_Task prompt_
Whenever a line below mentions the word "CircularEventConsumer", that line should be copied.

(Saved entries)
+-------+
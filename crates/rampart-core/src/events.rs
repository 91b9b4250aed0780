//! Event system shared by all rampart guards.
//!
//! Every guard instance owns an [`EventBus`]: a hot single-producer,
//! multi-consumer stream of immutable lifecycle events. Subscribing returns a
//! [`Subscription`] handle; dropping the handle detaches the listener. Late
//! subscribers miss earlier events and no history is kept on the bus itself
//! (use [`crate::CircularEventConsumer`] to retain a bounded window).

use std::fmt;
use std::sync::atomic::{AtomicU64, Ordering};
use std::sync::{Arc, Weak};
use std::time::SystemTime;

use parking_lot::{Mutex, RwLock};

/// Trait implemented by every event a guard emits.
pub trait GuardEvent: Send + Sync + fmt::Debug {
    /// Returns the type of event (e.g., "StateTransition", "Retry").
    fn event_type(&self) -> &'static str;

    /// Returns the wall-clock time at which the event was created.
    fn created_at(&self) -> SystemTime;

    /// Returns the name of the guard instance that emitted this event.
    fn guard_name(&self) -> &str;
}

/// Trait for listening to guard events.
pub trait EventListener<E>: Send + Sync {
    /// Called when an event occurs.
    fn on_event(&self, event: &E);
}

/// A simple function-based event listener.
pub struct FnListener<F> {
    f: F,
}

impl<F> FnListener<F> {
    /// Creates a new function-based listener.
    pub fn new(f: F) -> Self {
        Self { f }
    }
}

impl<E, F> EventListener<E> for FnListener<F>
where
    F: Fn(&E) + Send + Sync,
{
    fn on_event(&self, event: &E) {
        (self.f)(event)
    }
}

struct BusShared<E> {
    next_id: AtomicU64,
    listeners: RwLock<Vec<(u64, Arc<dyn EventListener<E>>)>>,
    // Serializes deliveries so every subscriber observes the same event order.
    order: Mutex<()>,
}

/// A per-instance hot stream of guard events.
///
/// Emission is best-effort and synchronous: listeners run on the emitting
/// thread, a panicking listener is isolated so the remaining listeners still
/// run, and no events are buffered for absent subscribers.
pub struct EventBus<E> {
    shared: Arc<BusShared<E>>,
}

impl<E> EventBus<E> {
    /// Creates a new bus with no subscribers.
    pub fn new() -> Self {
        Self {
            shared: Arc::new(BusShared {
                next_id: AtomicU64::new(0),
                listeners: RwLock::new(Vec::new()),
                order: Mutex::new(()),
            }),
        }
    }

    /// Attaches a listener, returning the handle that detaches it on drop.
    pub fn subscribe<L>(&self, listener: L) -> Subscription<E>
    where
        L: EventListener<E> + 'static,
    {
        self.subscribe_arc(Arc::new(listener))
    }

    /// Attaches an already-shared listener.
    ///
    /// Useful for sinks the caller wants to keep reading from, such as a
    /// [`crate::CircularEventConsumer`].
    pub fn subscribe_arc(&self, listener: Arc<dyn EventListener<E>>) -> Subscription<E> {
        let id = self.shared.next_id.fetch_add(1, Ordering::Relaxed);
        self.shared.listeners.write().push((id, listener));
        Subscription {
            id,
            shared: Arc::downgrade(&self.shared),
        }
    }

    /// Emits an event to all current subscribers.
    ///
    /// If a listener panics, the panic is caught and the remaining listeners
    /// are still called.
    pub fn emit(&self, event: &E) {
        let _order = self.shared.order.lock();
        let listeners: Vec<Arc<dyn EventListener<E>>> = self
            .shared
            .listeners
            .read()
            .iter()
            .map(|(_, listener)| Arc::clone(listener))
            .collect();
        for listener in listeners {
            let _ = std::panic::catch_unwind(std::panic::AssertUnwindSafe(|| {
                listener.on_event(event);
            }));
        }
    }

    /// Returns the number of attached subscribers.
    pub fn subscriber_count(&self) -> usize {
        self.shared.listeners.read().len()
    }

    /// Returns true if no subscriber is attached.
    pub fn is_empty(&self) -> bool {
        self.subscriber_count() == 0
    }
}

impl<E> Clone for EventBus<E> {
    fn clone(&self) -> Self {
        Self {
            shared: Arc::clone(&self.shared),
        }
    }
}

impl<E> Default for EventBus<E> {
    fn default() -> Self {
        Self::new()
    }
}

/// Handle to an active subscription; dropping it detaches the listener.
pub struct Subscription<E> {
    id: u64,
    shared: Weak<BusShared<E>>,
}

impl<E> Subscription<E> {
    /// Detaches the listener. Equivalent to dropping the handle.
    pub fn dispose(self) {}
}

impl<E> Drop for Subscription<E> {
    fn drop(&mut self) {
        if let Some(shared) = self.shared.upgrade() {
            shared.listeners.write().retain(|(id, _)| *id != self.id);
        }
    }
}

#[cfg(test)]
mod tests {
    use super::*;
    use std::sync::atomic::AtomicUsize;
    use std::time::SystemTime;

    #[derive(Debug, Clone)]
    struct TestEvent {
        name: String,
        created_at: SystemTime,
    }

    impl TestEvent {
        fn new() -> Self {
            Self {
                name: "test".to_string(),
                created_at: SystemTime::now(),
            }
        }
    }

    impl GuardEvent for TestEvent {
        fn event_type(&self) -> &'static str {
            "Test"
        }

        fn created_at(&self) -> SystemTime {
            self.created_at
        }

        fn guard_name(&self) -> &str {
            &self.name
        }
    }

    #[test]
    fn delivers_to_subscriber() {
        let bus: EventBus<TestEvent> = EventBus::new();
        let counter = Arc::new(AtomicUsize::new(0));
        let c = Arc::clone(&counter);

        let _sub = bus.subscribe(FnListener::new(move |_: &TestEvent| {
            c.fetch_add(1, Ordering::SeqCst);
        }));

        bus.emit(&TestEvent::new());
        bus.emit(&TestEvent::new());
        assert_eq!(counter.load(Ordering::SeqCst), 2);
    }

    #[test]
    fn delivers_to_multiple_subscribers() {
        let bus: EventBus<TestEvent> = EventBus::new();
        let first = Arc::new(AtomicUsize::new(0));
        let second = Arc::new(AtomicUsize::new(0));

        let f = Arc::clone(&first);
        let s = Arc::clone(&second);
        let _sub1 = bus.subscribe(FnListener::new(move |_: &TestEvent| {
            f.fetch_add(1, Ordering::SeqCst);
        }));
        let _sub2 = bus.subscribe(FnListener::new(move |_: &TestEvent| {
            s.fetch_add(2, Ordering::SeqCst);
        }));

        bus.emit(&TestEvent::new());
        assert_eq!(first.load(Ordering::SeqCst), 1);
        assert_eq!(second.load(Ordering::SeqCst), 2);
    }

    #[test]
    fn dropping_subscription_detaches_listener() {
        let bus: EventBus<TestEvent> = EventBus::new();
        let counter = Arc::new(AtomicUsize::new(0));
        let c = Arc::clone(&counter);

        let sub = bus.subscribe(FnListener::new(move |_: &TestEvent| {
            c.fetch_add(1, Ordering::SeqCst);
        }));
        assert_eq!(bus.subscriber_count(), 1);

        bus.emit(&TestEvent::new());
        drop(sub);
        assert_eq!(bus.subscriber_count(), 0);

        bus.emit(&TestEvent::new());
        assert_eq!(counter.load(Ordering::SeqCst), 1);
    }

    #[test]
    fn panicking_listener_does_not_block_others() {
        let bus: EventBus<TestEvent> = EventBus::new();
        let counter = Arc::new(AtomicUsize::new(0));
        let c = Arc::clone(&counter);

        let _panicky = bus.subscribe(FnListener::new(|_: &TestEvent| {
            panic!("listener failure");
        }));
        let _sub = bus.subscribe(FnListener::new(move |_: &TestEvent| {
            c.fetch_add(1, Ordering::SeqCst);
        }));

        bus.emit(&TestEvent::new());
        assert_eq!(counter.load(Ordering::SeqCst), 1);
    }

    #[test]
    fn late_subscriber_misses_earlier_events() {
        let bus: EventBus<TestEvent> = EventBus::new();
        bus.emit(&TestEvent::new());

        let counter = Arc::new(AtomicUsize::new(0));
        let c = Arc::clone(&counter);
        let _sub = bus.subscribe(FnListener::new(move |_: &TestEvent| {
            c.fetch_add(1, Ordering::SeqCst);
        }));

        bus.emit(&TestEvent::new());
        assert_eq!(counter.load(Ordering::SeqCst), 1);
    }
}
+-------+
_Answer to this task_
//! (use [`crate::CircularEventConsumer`] to retain a bounded window).
    /// [`crate::CircularEventConsumer`].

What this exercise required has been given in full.